### WHAT THE TASK ASKS
In the records below, find the line containing "input, if any."; restate it and every later line word for word, through the last.

### INPUT MATERIAL
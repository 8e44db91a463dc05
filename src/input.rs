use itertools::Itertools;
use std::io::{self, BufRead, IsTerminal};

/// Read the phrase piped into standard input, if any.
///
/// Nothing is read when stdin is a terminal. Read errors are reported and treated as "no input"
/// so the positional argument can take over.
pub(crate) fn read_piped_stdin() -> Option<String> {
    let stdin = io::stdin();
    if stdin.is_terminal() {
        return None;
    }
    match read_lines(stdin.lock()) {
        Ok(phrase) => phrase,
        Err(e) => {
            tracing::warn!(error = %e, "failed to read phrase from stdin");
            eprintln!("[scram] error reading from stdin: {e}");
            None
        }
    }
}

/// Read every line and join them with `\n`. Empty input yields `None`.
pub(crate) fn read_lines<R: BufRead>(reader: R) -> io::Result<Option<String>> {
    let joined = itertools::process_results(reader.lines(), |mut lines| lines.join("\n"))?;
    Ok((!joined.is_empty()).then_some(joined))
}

### SOLUTION FOR THIS PROBLEM
/// Read the phrase piped into standard input, if any.
///
/// Nothing is read when stdin is a terminal. Read errors are reported and treated as "no input"
/// so the positional argument can take over.
pub(crate) fn read_piped_stdin() -> Option<String> {
    let stdin = io::stdin();
    if stdin.is_terminal() {
        return None;
    }
    match read_lines(stdin.lock()) {
        Ok(phrase) => phrase,
        Err(e) => {
            tracing::warn!(error = %e, "failed to read phrase from stdin");
            eprintln!("[scram] error reading from stdin: {e}");
            None
        }
    }
}

/// Read every line and join them with `\n`. Empty input yields `None`.
pub(crate) fn read_lines<R: BufRead>(reader: R) -> io::Result<Option<String>> {
    let joined = itertools::process_results(reader.lines(), |mut lines| lines.join("\n"))?;
    Ok((!joined.is_empty()).then_some(joined))
}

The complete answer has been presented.